Actually, she’s seen the legendary suit guy’s work and it is pretty amazing. Dylan once spent like twenty minutes just staring at photos of Chych in different suits on twitter because they just...looked really good, so maybe she’s more into fashion than she realised. She looks around nervously when she has that thought, just in case thinking about clothes in a slightly favourable way might make fashion people appear and strongarm her into trying things on.

“Will you relax?” Chych says. “You look like you think someone’s about to attack you.”

“Sorry,” Dylan tries leaning against the wall and nearly knocks over a mannequin in a leather jacket. The mannequin glares at her reproachfully. “I didn’t do a whole lot of, like, leisure shopping when my best friends were dudes,” she admits. Although possibly that was more about who they were as people than the fact they were dudes. “I feel like we should be getting manicures and talking about boys.”

“Actually manicures are awesome,” Chych muses. “You don’t have to get, like, colours or long fake nails or whatever. It’s just like a really fancy hand massage.”

“Of course you get manicures,” Dylan sighs. “Okay, now you tell me about all the _dreamy_ guys who want to ask you out.”

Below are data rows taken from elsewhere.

use thiserror::Error;

#[derive(Debug, Error, Clone)]
pub enum MonitorError {
    #[error("feed error: {0}")]
    Feed(String),
    #[error("settings error: {0}")]
    Settings(String),
    #[error("configuration error: {0}")]
    Config(String),
    #[error("export error: {0}")]
    Export(String),
    #[error("io error: {0}")]
    Io(String),
}

#[derive(Debug, Error, Clone)]
pub enum BuildError {
    #[error("missing telemetry source")]
    MissingSource,
    #[error("missing settings store")]
    MissingSettings,
    #[error("invalid config: {0}")]
    InvalidConfig(&'static str),
}

pub type Result<T> = eyre::Result<T>;
pub use eyre::Report;
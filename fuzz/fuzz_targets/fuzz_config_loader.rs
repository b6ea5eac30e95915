#![no_main]
use libfuzzer_sys::fuzz_target;

fuzz_target!(|data: &str| {
    // Config and settings TOML must be rejected gracefully, never panic.
    if let Ok(cfg) = biofilm_config::load_toml(data) {
        let _ = cfg.validate();
    }
    if let Ok(s) = toml::from_str::<biofilm_config::PersistedSettings>(data) {
        let _ = s.validate();
    }
    let _ = biofilm_config::parse_offset(data);
    let _ = biofilm_config::parse_volume(data);
});
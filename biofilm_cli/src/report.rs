//! Rendering of cycle reports and settings for stdout.

use biofilm_core::{AlertOutcome, CycleReport, Evaluation, FetchStatus, Settings};
use chrono::{DateTime, SecondsFormat, Utc};
use serde_json::{Value, json};

fn rfc3339_ms(ms: i64) -> String {
    DateTime::<Utc>::from_timestamp_millis(ms)
        .map(|t| t.to_rfc3339_opts(SecondsFormat::Secs, true))
        .unwrap_or_else(|| ms.to_string())
}

pub fn alert_label(a: &AlertOutcome) -> &'static str {
    match a {
        AlertOutcome::BelowThreshold => "below_threshold",
        AlertOutcome::Suppressed { .. } => "suppressed",
        AlertOutcome::Unavailable => "unavailable",
        AlertOutcome::Failed(_) => "failed",
        AlertOutcome::Fired => "fired",
    }
}

fn evaluation_json(ev: &Evaluation) -> Value {
    json!({
        "timestamp": ev.reading.timestamp().to_rfc3339_opts(SecondsFormat::Secs, true),
        "risk": {
            "score": ev.risk.score,
            "source": ev.risk.source.as_str(),
            "level": ev.level.as_str(),
            "code": ev.level.code(),
        },
        "trend": ev.trend.map(|t| json!({
            "direction": t.direction.as_str(),
            "magnitude": t.magnitude,
        })),
        "stage": {
            "name": ev.stage.name(),
            "description": ev.stage.description(),
        },
        "dss": {
            "decision": ev.dss.decision.as_str(),
            "action": ev.dss.action,
            "urgency": ev.dss.urgency.as_str(),
            "review": ev.dss.review_label,
            "factors": ev.dss.contributing_factors.iter().map(|f| f.as_str()).collect::<Vec<_>>(),
        },
        "treatments": ev.treatments.iter().map(|t| json!({
            "chemical": t.chemical.name(),
            "amount": t.amount,
            "unit": t.unit(),
            "reason": t.reason,
        })).collect::<Vec<_>>(),
    })
}

pub fn cycle_json(r: &CycleReport) -> Value {
    let fetch = match &r.fetch {
        FetchStatus::Ok { new_readings } => json!({ "ok": true, "new_readings": new_readings }),
        FetchStatus::Failed(reason) => json!({ "ok": false, "error": reason }),
    };
    json!({
        "at": rfc3339_ms(r.at_ms),
        "connectivity": r.connectivity.as_str(),
        "fetch": fetch,
        "evaluation": r.evaluation.as_ref().map(evaluation_json),
        "alert": r.alert.as_ref().map(alert_label),
    })
}

pub fn cycle_text(r: &CycleReport) -> String {
    let mut out = format!("[{}] {}", rfc3339_ms(r.at_ms), r.connectivity.as_str());
    if let FetchStatus::Failed(reason) = &r.fetch {
        out.push_str(&format!(" (degraded: {reason})"));
    }
    let Some(ev) = &r.evaluation else {
        out.push_str("\n  no readings yet");
        return out;
    };
    out.push_str(&format!(
        "\n  risk {:.1} ({}, {})",
        ev.risk.score,
        ev.risk.source.as_str(),
        ev.level.as_str()
    ));
    if let Some(t) = ev.trend {
        out.push_str(&format!(" trend {} {:.1}", t.direction.as_str(), t.magnitude));
    }
    out.push_str(&format!("\n  stage {} ({})", ev.stage.name(), ev.stage.description()));
    out.push_str(&format!(
        "\n  {}: {} [urgency {}, review {}]",
        ev.dss.decision.as_str(),
        ev.dss.action,
        ev.dss.urgency.as_str(),
        ev.dss.review_label
    ));
    if !ev.dss.contributing_factors.is_empty() {
        let names: Vec<&str> = ev.dss.contributing_factors.iter().map(|f| f.as_str()).collect();
        out.push_str(&format!("\n  factors: {}", names.join(", ")));
    }
    for t in &ev.treatments {
        out.push_str(&format!(
            "\n  dose {} {} {} ({})",
            t.chemical.name(),
            t.amount,
            t.unit(),
            t.reason
        ));
    }
    if let Some(a) = &r.alert {
        out.push_str(&format!("\n  alert {}", alert_label(a)));
    }
    out
}

pub fn settings_json(s: &Settings) -> Value {
    json!({
        "offsets": {
            "ph": s.offsets.ph,
            "temperature": s.offsets.temperature,
            "tds": s.offsets.tds,
        },
        "tank_volume_l": s.tank_volume_l,
        "last_maintenance": s.last_maintenance.map(|t| t.to_rfc3339_opts(SecondsFormat::Secs, true)),
        "last_alert": s.alert.last_alert_ms.map(rfc3339_ms),
    })
}

pub fn settings_text(s: &Settings) -> String {
    let maint = s
        .last_maintenance
        .map_or_else(|| "never".to_string(), |t| t.to_rfc3339_opts(SecondsFormat::Secs, true));
    let alert = s
        .alert
        .last_alert_ms
        .map_or_else(|| "never".to_string(), rfc3339_ms);
    format!(
        "offsets: ph {:+} temperature {:+} tds {:+}\ntank volume: {} L\nlast maintenance: {maint}\nlast alert: {alert}",
        s.offsets.ph, s.offsets.temperature, s.offsets.tds, s.tank_volume_l
    )
}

Chych snorts. “Uh, yeah, okay,” she says, and Dylan’s pretty sure it’s sarcastic but she doesn’t really know what the joke is. Does Chych think she’s not, what, hot enough to get that kind of attention? Because if that’s it she’s fucking crazy. Sure, she’s kind of a tomboy, but she’s gorgeous, Dylan can barely stop looking at her.

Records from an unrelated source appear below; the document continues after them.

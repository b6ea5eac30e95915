//! `From` implementations bridging `biofilm_config` types to `biofilm_core` types.

use crate::alert::AlertState;
use crate::config::{AlertCfg, ConnectivityPolicy, DosageRules, DssRules, EngineCfg, MonitorCfg};
use crate::reading::CalibrationOffsets;
use crate::settings::Settings;
use crate::stage::StageTable;
use biofilm_config::ConnectivityPolicyKind;
use chrono::{DateTime, SecondsFormat, Utc};
use std::time::Duration;

// ── Engine ───────────────────────────────────────────────────────────────────

impl From<&biofilm_config::DssCfg> for DssRules {
    fn from(c: &biofilm_config::DssCfg) -> Self {
        Self {
            normal_below: c.normal_below,
            preventive_below: c.preventive_below,
            ..DssRules::default()
        }
    }
}

impl From<&biofilm_config::DosageCfg> for DosageRules {
    fn from(c: &biofilm_config::DosageCfg) -> Self {
        Self {
            dose_per_1000l: c.dose_per_1000l,
            ph_low: c.ph_low,
            ph_high: c.ph_high,
            risk_threshold: c.risk_threshold,
        }
    }
}

// ── Connectivity / Alert ─────────────────────────────────────────────────────

impl From<&biofilm_config::ConnectivityCfg> for ConnectivityPolicy {
    fn from(c: &biofilm_config::ConnectivityCfg) -> Self {
        let stale_after = Duration::from_millis(c.stale_after_ms);
        match c.policy {
            ConnectivityPolicyKind::Binary => ConnectivityPolicy::Binary { stale_after },
            ConnectivityPolicyKind::Tiered => ConnectivityPolicy::Tiered {
                stale_after,
                offline_after: Duration::from_millis(c.offline_after_ms),
            },
        }
    }
}

impl From<&biofilm_config::AlertCfg> for AlertCfg {
    fn from(c: &biofilm_config::AlertCfg) -> Self {
        Self {
            threshold: c.threshold,
            cooldown: Duration::from_millis(c.cooldown_ms),
        }
    }
}

// ── Whole config ─────────────────────────────────────────────────────────────

impl From<&biofilm_config::Config> for MonitorCfg {
    fn from(c: &biofilm_config::Config) -> Self {
        Self {
            history_capacity: c.history.capacity,
            results: c.feed.results,
            poll_interval: Duration::from_millis(c.poll.interval_ms),
            connectivity: (&c.connectivity).into(),
            alert: (&c.alert).into(),
            engine: EngineCfg {
                dss: (&c.dss).into(),
                dosage: (&c.dosage).into(),
                stages: StageTable::from_scheme(c.dss.stage_scheme),
            },
        }
    }
}

// ── Settings ─────────────────────────────────────────────────────────────────

impl From<&biofilm_config::PersistedOffsets> for CalibrationOffsets {
    fn from(c: &biofilm_config::PersistedOffsets) -> Self {
        Self {
            ph: c.ph,
            temperature: c.temperature,
            tds: c.tds,
        }
    }
}

impl From<&biofilm_config::PersistedSettings> for Settings {
    fn from(c: &biofilm_config::PersistedSettings) -> Self {
        Self {
            offsets: (&c.offsets).into(),
            tank_volume_l: c.tank_volume_l,
            // Validated on load; anything unparsable is treated as never maintained.
            last_maintenance: c
                .last_maintenance
                .as_deref()
                .and_then(|s| DateTime::parse_from_rfc3339(s).ok())
                .map(|dt| dt.with_timezone(&Utc)),
            alert: AlertState {
                last_alert_ms: c.last_alert_ms,
            },
        }
    }
}

impl From<&Settings> for biofilm_config::PersistedSettings {
    fn from(s: &Settings) -> Self {
        Self {
            tank_volume_l: s.tank_volume_l,
            last_maintenance: s
                .last_maintenance
                .map(|dt| dt.to_rfc3339_opts(SecondsFormat::Secs, true)),
            last_alert_ms: s.alert.last_alert_ms,
            offsets: biofilm_config::PersistedOffsets {
                ph: s.offsets.ph,
                temperature: s.offsets.temperature,
                tds: s.offsets.tds,
            },
        }
    }
}
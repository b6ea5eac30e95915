//! Risk trend between the two most recent readings.

use crate::reading::SensorReading;
use crate::risk::{self, RiskAssessment};

/// Changes smaller than this are reported as stable.
pub const STABLE_BAND: f64 = 2.0;

#[derive(Debug, Clone, Copy, PartialEq, Eq)]
pub enum TrendDirection {
    Up,
    Down,
    Stable,
}

impl TrendDirection {
    pub fn as_str(&self) -> &'static str {
        match self {
            TrendDirection::Up => "up",
            TrendDirection::Down => "down",
            TrendDirection::Stable => "stable",
        }
    }
}

#[derive(Debug, Clone, Copy, PartialEq)]
pub struct TrendResult {
    pub direction: TrendDirection,
    /// Absolute change in score points; 0 when stable.
    pub magnitude: f64,
}

/// Compare `current` with the resolved risk of `previous`. `None` without a previous reading.
pub fn analyze(current: &RiskAssessment, previous: Option<&SensorReading>) -> Option<TrendResult> {
    let prev = risk::resolve(previous?);
    Some(classify(current.score - prev.score))
}

/// Classify a score delta.
pub fn classify(diff: f64) -> TrendResult {
    if diff.is_nan() || diff.abs() < STABLE_BAND {
        return TrendResult {
            direction: TrendDirection::Stable,
            magnitude: 0.0,
        };
    }
    TrendResult {
        direction: if diff > 0.0 {
            TrendDirection::Up
        } else {
            TrendDirection::Down
        },
        magnitude: diff.abs(),
    }
}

Not in a creepy serial killer way or anything. She’s just...appreciative. A good friend can acknowledge when her friends are hot.

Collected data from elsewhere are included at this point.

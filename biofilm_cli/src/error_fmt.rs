//! Human-readable error descriptions and structured JSON error formatting.

use biofilm_core::error::{BuildError, MonitorError};

/// Map an eyre::Report to a human-readable explanation with likely causes and fix hints.
pub fn humanize(err: &eyre::Report) -> String {
    // Typed matches first
    if let Some(be) = err.downcast_ref::<BuildError>() {
        return match be {
            BuildError::MissingSource => {
                "What happened: No telemetry source was provided to the monitor.\nLikely causes: The feed client failed to initialize.\nHow to fix: Check [feed] url in the config or pass --feed-file.".to_string()
            }
            BuildError::MissingSettings => {
                "What happened: No settings store was provided to the monitor.\nLikely causes: The settings file location could not be resolved.\nHow to fix: Set [settings] path in the config.".to_string()
            }
            BuildError::InvalidConfig(msg) => format!(
                "What happened: Invalid configuration ({msg}).\nLikely causes: Out-of-range values in the TOML.\nHow to fix: Edit the config file, then rerun. See etc/biofilm.toml for a sample."
            ),
        };
    }

    if let Some(me) = err.downcast_ref::<MonitorError>() {
        return match me {
            MonitorError::Config(msg) => format!(
                "What happened: The configuration could not be used ({msg}).\nLikely causes: Missing [feed] section, a typo in a key, or an out-of-range value.\nHow to fix: Edit the config file (default etc/biofilm.toml) and run `health` to check it."
            ),
            MonitorError::Settings(msg) => format!(
                "What happened: Settings were rejected or could not be read ({msg}).\nLikely causes: Non-numeric input, or a hand-edited settings file with invalid values.\nHow to fix: Pass plain numbers (e.g. --ph -0.1), or delete the settings file to start from defaults."
            ),
            MonitorError::Feed(msg) => format!(
                "What happened: Telemetry could not be fetched or parsed ({msg}).\nLikely causes: Network outage, wrong channel URL or read key, or a non-JSON response.\nHow to fix: Check [feed] url and api_key, or try again with --feed-file."
            ),
            MonitorError::Export(msg) | MonitorError::Io(msg) => format!(
                "What happened: Writing output failed ({msg}).\nLikely causes: Missing directory or insufficient permissions.\nHow to fix: Choose a writable --output path."
            ),
        };
    }

    // Settings file problems surface from the config crate as plain reports
    let msg = err.to_string();
    let lower = msg.to_ascii_lowercase();
    if lower.contains("settings") {
        return format!(
            "What happened: {msg}.\nLikely causes: The settings file is corrupt or was edited by hand.\nHow to fix: Fix or delete the file; defaults are used when it is missing."
        );
    }

    // Generic fallback
    let mut cause = String::new();
    if let Some(src) = err.source() {
        cause = format!(" Cause: {src}");
    }
    format!(
        "Something went wrong.{cause}\nHow to fix: Re-run with --log-level=debug for details. Original: {msg}"
    )
}

/// Stable exit codes per error class; anything untyped returns 1.
pub fn exit_code_for_error(err: &eyre::Report) -> i32 {
    if err.downcast_ref::<BuildError>().is_some() {
        return 3;
    }
    match err.downcast_ref::<MonitorError>() {
        Some(MonitorError::Config(_)) => 3,
        Some(MonitorError::Settings(_)) => 4,
        Some(MonitorError::Feed(_)) => 5,
        Some(MonitorError::Export(_) | MonitorError::Io(_)) => 6,
        None => 1,
    }
}

fn reason_name(err: &eyre::Report) -> &'static str {
    if err.downcast_ref::<BuildError>().is_some() {
        return "Build";
    }
    match err.downcast_ref::<MonitorError>() {
        Some(MonitorError::Config(_)) => "Config",
        Some(MonitorError::Settings(_)) => "Settings",
        Some(MonitorError::Feed(_)) => "Feed",
        Some(MonitorError::Export(_)) => "Export",
        Some(MonitorError::Io(_)) => "Io",
        None => "Error",
    }
}

/// Structured JSON for errors when --json is enabled.
pub fn format_error_json(err: &eyre::Report) -> String {
    serde_json::json!({
        "reason": reason_name(err),
        "code": exit_code_for_error(err),
        "message": humanize(err),
    })
    .to_string()
}

#[cfg(test)]
mod tests {
    use super::*;

    #[test]
    fn typed_errors_map_to_codes() {
        let e = eyre::Report::new(MonitorError::Config("feed.url".into()));
        assert_eq!(exit_code_for_error(&e), 3);
        assert!(humanize(&e).contains("feed.url"));

        let e = eyre::Report::new(MonitorError::Feed("HTTP 404".into())).wrap_err("export");
        assert_eq!(exit_code_for_error(&e), 5);

        let e = eyre::eyre!("boom");
        assert_eq!(exit_code_for_error(&e), 1);
        let v: serde_json::Value = serde_json::from_str(&format_error_json(&e)).unwrap();
        assert_eq!(v["reason"], "Error");
    }

    #[test]
    fn every_monitor_error_has_a_reason_and_code() {
        let cases = [
            (MonitorError::Feed("x".into()), "Feed", 5),
            (MonitorError::Settings("x".into()), "Settings", 4),
            (MonitorError::Config("x".into()), "Config", 3),
            (MonitorError::Export("x".into()), "Export", 6),
            (MonitorError::Io("x".into()), "Io", 6),
        ];
        for (err, reason, code) in cases {
            let e = eyre::Report::new(err);
            assert_eq!(reason_name(&e), reason);
            assert_eq!(exit_code_for_error(&e), code);
            assert!(humanize(&e).starts_with("What happened:"));
        }
    }
}
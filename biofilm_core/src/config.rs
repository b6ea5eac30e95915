//! Runtime configuration for the decision pipeline.
//!
//! These are the structs the engine works with. They are separate from the
//! TOML-deserialized config in `biofilm_config`; see `conversions`.

use crate::stage::StageTable;
use std::time::Duration;

/// Thresholds that make a physical signal count as a DSS factor.
#[derive(Debug, Clone, Copy, PartialEq)]
pub struct FactorLimits {
    /// Turbidity above this (NTU) counts.
    pub turbidity_max: f64,
    /// Flow below this counts.
    pub flow_min: f64,
    /// TDS above this (ppm) counts.
    pub tds_max: f64,
    /// Temperature above this (°C) counts.
    pub temperature_max: f64,
}

impl Default for FactorLimits {
    fn default() -> Self {
        Self {
            turbidity_max: 5.0,
            flow_min: 60.0,
            tds_max: 500.0,
            temperature_max: 30.0,
        }
    }
}

/// DSS rule thresholds.
#[derive(Debug, Clone, PartialEq)]
pub struct DssRules {
    pub normal_below: f64,
    pub preventive_below: f64,
    /// Most factors tolerated under normal operation.
    pub max_normal_factors: usize,
    /// Exact factor count that forces preventive maintenance.
    pub preventive_factor_count: usize,
    pub limits: FactorLimits,
}

impl Default for DssRules {
    fn default() -> Self {
        Self {
            normal_below: 30.0,
            preventive_below: 60.0,
            max_normal_factors: 1,
            preventive_factor_count: 2,
            limits: FactorLimits::default(),
        }
    }
}

/// Dosage calculator parameters.
#[derive(Debug, Clone, Copy, PartialEq)]
pub struct DosageRules {
    /// Units of chemical per 1000 liters.
    pub dose_per_1000l: f64,
    pub ph_low: f64,
    pub ph_high: f64,
    pub risk_threshold: f64,
}

impl Default for DosageRules {
    fn default() -> Self {
        Self {
            dose_per_1000l: 50.0,
            ph_low: 6.5,
            ph_high: 8.5,
            risk_threshold: 60.0,
        }
    }
}

/// Everything the stateless evaluation needs.
#[derive(Debug, Clone, Default)]
pub struct EngineCfg {
    pub dss: DssRules,
    pub dosage: DosageRules,
    pub stages: StageTable,
}

/// Connectivity classification policy.
#[derive(Debug, Clone, Copy, PartialEq, Eq)]
pub enum ConnectivityPolicy {
    /// Connected while the latest reading is at most `stale_after` old.
    Binary { stale_after: Duration },
    /// Connected below `stale_after`, Stale below `offline_after`, else Disconnected.
    Tiered {
        stale_after: Duration,
        offline_after: Duration,
    },
}

impl Default for ConnectivityPolicy {
    fn default() -> Self {
        ConnectivityPolicy::Binary {
            stale_after: Duration::from_millis(60_000),
        }
    }
}

/// Alert throttle parameters.
#[derive(Debug, Clone, Copy, PartialEq)]
pub struct AlertCfg {
    /// Fires only when risk is strictly above this.
    pub threshold: f64,
    pub cooldown: Duration,
}

impl Default for AlertCfg {
    fn default() -> Self {
        Self {
            threshold: 80.0,
            cooldown: Duration::from_millis(3_600_000),
        }
    }
}

/// Monitor (poll cycle) configuration.
#[derive(Debug, Clone)]
pub struct MonitorCfg {
    pub history_capacity: usize,
    /// Readings requested from the store per poll.
    pub results: usize,
    pub poll_interval: Duration,
    pub connectivity: ConnectivityPolicy,
    pub alert: AlertCfg,
    pub engine: EngineCfg,
}

impl Default for MonitorCfg {
    fn default() -> Self {
        Self {
            history_capacity: crate::history::DEFAULT_CAPACITY,
            results: 10,
            poll_interval: Duration::from_millis(5_000),
            connectivity: ConnectivityPolicy::default(),
            alert: AlertCfg::default(),
            engine: EngineCfg::default(),
        }
    }
}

“You’re the social butterfly, anyway,” Chych says, and she disappears behind a rack of shirts before Dylan can interpret her expression. “What about you? And guys, I mean.”

“Me?” Dylan shrugs. “Nah. Not really on my radar right now.”

“Do you…” there’s a slightly too long pause “...not like guys?”

Dylan stuffs her hands in her pockets, feeling awkward and not quite knowing why. “I like guys fine,” she says, “I just spend all my time with hockey players and I’m not going to date a hockey player long term.”

“Because it’s unprofessional?”

“No, they’re just gross.” 

Like, she loves them. But it’s amazing the kind of shit some guys have said about other girls in front of her, even the not-usually-dickish ones, like they just forget they’re talking to a woman as soon as she puts on the same uniform as them. When she was younger she used to laugh along with it because she didn’t really think of herself as “like other girls” either, but that got old real fast.

“Oh,” Chych says, nodding. “Yeah, for sure. That makes sense.” She pauses for too long again and then says. “Not even M—”

“If you say McDavid I will throw this shoe at you,” Dylan says warningly, picking up a high heeled boot from the display next to her. Connor may be one of her favourite people in the world, but she’s been fielding _that_ question since she was sixteen and she’s seriously over it.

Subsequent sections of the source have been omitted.